I hope she smashed that guitar.

When will it air on ESPN?


----------



## GrooveDog (Nov 12, 2005)

She is a certified...."Babe-a-licious" 

:bounce:


----------



## cat. (Nov 27, 2006)

gorda dave said:


> She is so fine... bet she has a killer personality too. Way to go!


what? hammer toe?


----------



## HonkyFin (May 28, 2004)

SSMike said:


> I saw her show once...she walked up to the edge of a lake and blasted a hippo sitting in the water.

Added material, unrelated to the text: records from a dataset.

/// Questions of an attempt in its presentation order.
///
/// The order is a per-attempt permutation when the quiz randomises questions.
pub async fn get_attempt_questions(
    state: &EngineState,
    requester: &Principal,
    attempt_id: DbId,
) -> ServiceResult<AttemptPaper> {
    let attempt = find_attempt(&state.pool, attempt_id).await?;
    require_attempt_reader(requester, &attempt)?;
    let task = find_task(&state.pool, attempt.quiz_id).await?;
    let settings = find_quiz(&state.pool, &task).await?.settings();

    let now = chrono::Utc::now();
    persist_expiry(state, &attempt, &settings, now).await?;
    let view = attempt_view(attempt, &settings, now)?;

    let questions = QuizRepo::list_questions(&state.pool, task.id).await?;
    let mut options_by_question: HashMap<DbId, Vec<PresentedOption>> = HashMap::new();
    for option in QuizRepo::list_options_for_quiz(&state.pool, task.id).await? {
        options_by_question
            .entry(option.question_id)
            .or_default()
            .push(PresentedOption {
                option_id: option.id,
                text: option.text,
            });
    }

    let ids: Vec<DbId> = questions.iter().map(|q| q.id).collect();
    let order = quiz::presentation_order(&ids, attempt_id, settings.randomize_questions);
    let mut by_id: HashMap<DbId, _> = questions.into_iter().map(|q| (q.id, q)).collect();

    let presented = order
        .into_iter()
        .filter_map(|id| by_id.remove(&id))
        .map(|q| PresentedQuestion {
            question_id: q.id,
            options: options_by_question.remove(&q.id).unwrap_or_default(),
            text: q.text,
            points: q.points,
            category: q.category,
        })
        .collect();

    Ok(AttemptPaper {
        attempt_id,
        quiz_id: task.id,
        status: view.status,
        started_at: view.attempt.started_at,
        expires_at: view.attempt.started_at
            + chrono::Duration::minutes(i64::from(settings.time_limit_minutes)),
        questions: presented,
    })
}

/// Grade and store the answers of an active attempt.
///
/// The attempt row stays locked from the activity check until the score is
/// written, so a second submit sees `completed` and is refused. A passing
/// score completes the quiz task for the user.
pub async fn submit_responses(
    state: &EngineState,
    requester: &Principal,
    attempt_id: DbId,
    answers: &[SubmittedAnswer],
) -> ServiceResult<AttemptResult> {
    let mut tx = state.pool.begin().await?;
    let attempt = AttemptRepo::find_for_update(&mut tx, attempt_id)
        .await?
        .ok_or(CoreError::NotFound {
            entity: "QuizAttempt",
            id: attempt_id,
        })?;
    require_attempt_owner(requester, &attempt)?;

    let task = find_task(&mut *tx, attempt.quiz_id).await?;
    let settings = find_quiz(&mut *tx, &task).await?.settings();

    let now = chrono::Utc::now();
    let stored = AttemptStatus::from_str_value(&attempt.completion_status)?;
    if let Err(stale) = quiz::ensure_active(stored, attempt.started_at, settings.time_limit_minutes, now) {
        if stored == AttemptStatus::InProgress {
            AttemptRepo::close(&mut *tx, attempt_id, ATTEMPT_INCOMPLETE).await?;
            tx.commit().await?;
            tracing::info!(attempt_id, "Late submission; attempt marked incomplete");
        }
        return Err(stale.into());
    }

    let options = QuizRepo::list_options_for_quiz(&mut *tx, task.id).await?;
    let keys = answer_key(&options)?;
    let graded = quiz::grade_submission(&keys, answers)?;

    for answer in &graded.answers {
        AttemptRepo::insert_response(&mut *tx, attempt_id, answer).await?;
    }
    let completed = AttemptRepo::complete(
        &mut *tx,
        attempt_id,
        graded.score,
        quiz::elapsed_secs(attempt.started_at, now),
    )
    .await?;

    let passed = quiz::passes(graded.score, settings.pass_threshold);
    if passed {
        advance_progress(&mut tx, attempt.user_id, task.id, ProgressStatus::Completed).await?;
        sync_enrollment_status(&mut tx, attempt.user_id, task.course_id).await?;
    }
    tx.commit().await?;

    tracing::info!(
        attempt_id,
        user_id = attempt.user_id,
        quiz_id = task.id,
        score = graded.score,
        correct = graded.correct,
        total = graded.total,
        passed,
        "Quiz attempt submitted"
    );
    Ok(AttemptResult {
        attempt: completed,
        correct: graded.correct,
        total: graded.total,
        score: graded.score,
        passed,
    })
}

Thats freakin hilarious man !!
I saw that pig walk up to a water buffalo on one of last years shows ,, the animal looked at her like ,,,*** ??? than she shoulders this huge Elephant gun and blasts this thing from 10 feet away,,,, and than starts this hysterical gobbler like cackle that I guess would be considered laughter and acting like she just scored a lotto ticket.
The most disgusting thing I have ever seen.
She should give up the outdoor gig and just go do adult movies.


----------



## sonofbuster (Sep 4, 2005)

mmmmm... Salt Lick.... mmmmm..


----------



## Aggieangler (May 28, 2004)

HonkyFin said:


> ... She should give up the outdoor gig and just go do adult movies.





HonkyFin said:


> Thats freakin hilarious man !!


LOL

And Salt Lick is the only thing that makes it worth it to drive to the bottom of Austin to get to the airport. All that inbred stupidity in airports, and then there is the salt lick...shining like a beacon to weary travelers, beckoning in the night like a 26 inch red boil...


----------



## Bret (May 21, 2004)

Lucky you... 
My wife and I met her in CR back in Feb. She is the real deal. Really nice and personable. Fun to sit and talk with. Her personality is just about like she is on the tv show with a few f bombs added in...


----------



## GetEmGot (Nov 30, 2004)

*Lol*

Free is always good...anyhow, did you get glasses?


----------



## waterspout (May 21, 2004)

deebo said:


> RUT ROH....dont let spout see this.....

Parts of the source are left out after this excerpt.